Que benefício há em sabermos destas coisas? Para que tenhamos a paciência de Jó (Jo 1.21) e do salmista Davi, que no meio da adversidade reconheceu tanto a soberania quanto a providência do Seu Criador: “Emudeço, não abro os meus lábios porque tu fizeste isso” (Sl 39.9 – itálico meu). Que benefício há em sabermos destas coisas? Para que sejamos gratos a Deus quando as coisas estiverem dando certo. Não devemos lembrar de Deus apenas quando o cerco se fecha contra nós. Não devemos lembrar de que Ele é o Criador de todas as coisas apenas quando a terra treme, ou quando a chuva cai copiosa e arrasadoramente, momentos estes em que costumamos clamamos por Sua misericórdia e graça, mas devemos ser gratos em todo tempo e em qualquer circunstância. Foi exatamente isso que Ele recomendou ao povo de Israel: “Comerás, e te fartarás, e louvarás o Senhor, teu Deus, pela boa terra que ele te deu” (Dt 8.20). Que benefício há em sabermos destas coisas? Para que a incerteza quanto ao futuro não assalte nossos corações com aquele tipo de pavor que é próprio dos incrédulos. Foi Jesus mesmo quem disse para não andarmos preocupados com a nossa vida, quanto ao que haveremos de comer e beber, nem quanto ao nosso corpo, quanto ao que haveremos de vestir. Segundo o próprio Mestre, esse tipo de ansiedade é uma particularidade dos pagãos. Ele mesmo é quem nos garante que o mesmo Deus que criou e veste as ervas dos campos é o mesmo Deus que cuida (e continuará cuidando!) de nós (Mt 7.25-34). Que benefício há em sabermos destas coisas? Para sabermos, finalmente, que todas as coisas, absolutamente todas as coisas, estão sob o domínio de Deus. Não apenas as coisas visíveis, como as chuvas e os terremotos, mas também as coisas invisíveis, como os principados e potestades que habitam nas regiões celestes. Inclusive o diabo, que, como dizia Lutero, é “o diabo de Deus”. Mas o bom de tudo é saber que nada, absolutamente nada disso poderá nos separar do amor de Deus, que está em Jesus Cristo, nosso Senhor (Rm 8. 31-39). Aleluia!

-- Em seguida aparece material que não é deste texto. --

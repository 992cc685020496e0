//! Permission evaluator
//!
//! Pure predicates mapping (user, action, resource ownership) to
//! allow/deny. Authentication itself happens earlier, in the API
//! middleware; by the time these run there is always a concrete caller.
//!
//! Rules: admins may moderate artworks, manage events, and change roles;
//! everyone may read and create their own artwork/project contributions;
//! update/delete requires ownership, which admins bypass.

use crate::models::User;
use crate::services::ServiceError;

/// May the user update or delete a record owned by `owner_id`?
pub fn can_modify_owned(user: &User, owner_id: i64) -> bool {
    user.is_admin() || user.id == owner_id
}

/// May the user approve or reject artworks?
pub fn can_moderate_artworks(user: &User) -> bool {
    user.is_admin()
}

/// May the user create, update, or delete events?
pub fn can_manage_events(user: &User) -> bool {
    user.is_admin()
}

/// May the user change roles or list all accounts?
pub fn can_manage_users(user: &User) -> bool {
    user.is_admin()
}

/// May the user read the activity log?
pub fn can_view_activity_logs(user: &User) -> bool {
    user.is_admin()
}

/// Turn a predicate result into a service error. Deny is total; there is
/// no partial application of a mutation.
pub fn ensure(allowed: bool, message: &str) -> Result<(), ServiceError> {
    if allowed {
        Ok(())
    } else {
        Err(ServiceError::Forbidden(message.to_string()))
    }
}

#[cfg(test)]
mod tests {
    use super::*;
    use crate::models::UserRole;

    fn user(id: i64, role: UserRole) -> User {
        let mut u = User::new(
            format!("u{}@example.com", id),
            format!("u{}", id),
            "hash".to_string(),
            role,
        );
        u.id = id;
        u
    }

    #[test]
    fn test_admin_bypasses_ownership() {
        let admin = user(1, UserRole::Admin);
        assert!(can_modify_owned(&admin, 2));
        assert!(can_modify_owned(&admin, 999));
    }

    #[test]
    fn test_member_modifies_only_own_records() {
        let member = user(2, UserRole::Member);
        assert!(can_modify_owned(&member, 2));
        assert!(!can_modify_owned(&member, 3));
    }

    #[test]
    fn test_only_admin_moderates_and_manages() {
        let admin = user(1, UserRole::Admin);
        let member = user(2, UserRole::Member);
        let visitor = user(3, UserRole::Visitor);

        assert!(can_moderate_artworks(&admin));
        assert!(!can_moderate_artworks(&member));
        assert!(!can_moderate_artworks(&visitor));

        assert!(can_manage_events(&admin));
        assert!(!can_manage_events(&member));

        assert!(can_manage_users(&admin));
        assert!(!can_manage_users(&visitor));
    }

    #[test]
    fn test_ensure_produces_forbidden() {
        assert!(ensure(true, "nope").is_ok());
        let err = ensure(false, "nope").unwrap_err();
        assert!(matches!(err, ServiceError::Forbidden(_)));
    }
}
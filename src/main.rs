//! Atelier - a community art platform backend

use anyhow::Result;
use std::path::Path;
use tracing_subscriber::{layer::SubscriberExt, util::SubscriberInitExt};

use atelier::{
    api::{self, AppState},
    config::Config,
    db,
};

#[tokio::main]
async fn main() -> Result<()> {
    // Initialize tracing
    tracing_subscriber::registry()
        .with(
            tracing_subscriber::EnvFilter::try_from_default_env()
                .unwrap_or_else(|_| "atelier=info,tower_http=debug".into()),
        )
        .with(tracing_subscriber::fmt::layer())
        .init();

    tracing::info!("Starting Atelier...");

    // Load configuration
    let config = Config::load_with_env(Path::new("config.yml"))?;
    tracing::info!("Configuration loaded");

    // Initialize database
    let pool = db::create_pool(&config.database).await?;
    tracing::info!("Database connected: {}", config.database.url);

    // Run migrations
    db::migrations::run_migrations(&pool).await?;
    tracing::info!("Database migrations completed");

    // Wire services and start serving
    let state = AppState::new(pool, config.auth.session_expiration_days);
    let app = api::build_router(state, &config.server.cors_origin);

    let addr = format!("{}:{}", config.server.host, config.server.port);
    let listener = tokio::net::TcpListener::bind(&addr).await?;
    tracing::info!("Listening on {}", addr);

    axum::serve(listener, app).await?;
    Ok(())
}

Saber destas coisas faz toda a diferença, meus amados. A vontade que me dá é de não parar mais de escrever sobre estas verdades tão maravilhosas. No momento em que escrevo estas linhas passa em minha memória um filme da minha breve vida, de como Deus tem sido misericordioso para comigo, um pecador. Não posso ser outra coisa senão grato a Ele por tão grande amor. Infelizmente, nem sempre é dessa forma que encaramos certos temas teológicos. Geralmente nem nos esforçamos para enxergar sequer uma pontinha de “possibilidade devocional” em nossas elucubrações. Por isso, agradeço a Deus pelo Catecismo de Heidelberg, que me fez enxergar a teologia (doutrina) da Criação por um prisma, digamos, “diferente” – o da piedade.

Soli Deo Gloria!!!

Um comentário:

  1. Leonardo, que texto maravilhoso! Louvado Seja o Senhor por sua generosidade e pelas palavras deste catecismo tão simples e tão denso em fundamento, tradição e virtude. Amei a doçura deste texto, tão sóbrio. Enquanto eu o li, como você, identifiquei os vários momentos que experimentei a providência (cuidado com esta palavra - pro+vidência) Experimentei o Deus que "vê com antecipação" (יראה - ireê em hebraico). Ele vê e determinou o necessário, a graça e a dádiva, o suficiente para que eu viva minha vida dentro daquilo que Ele determinou como plenitude, para um homem pecador como eu. 'Não depende de quem corre, ou de quem quer, mas de Deus ter misericórdia'.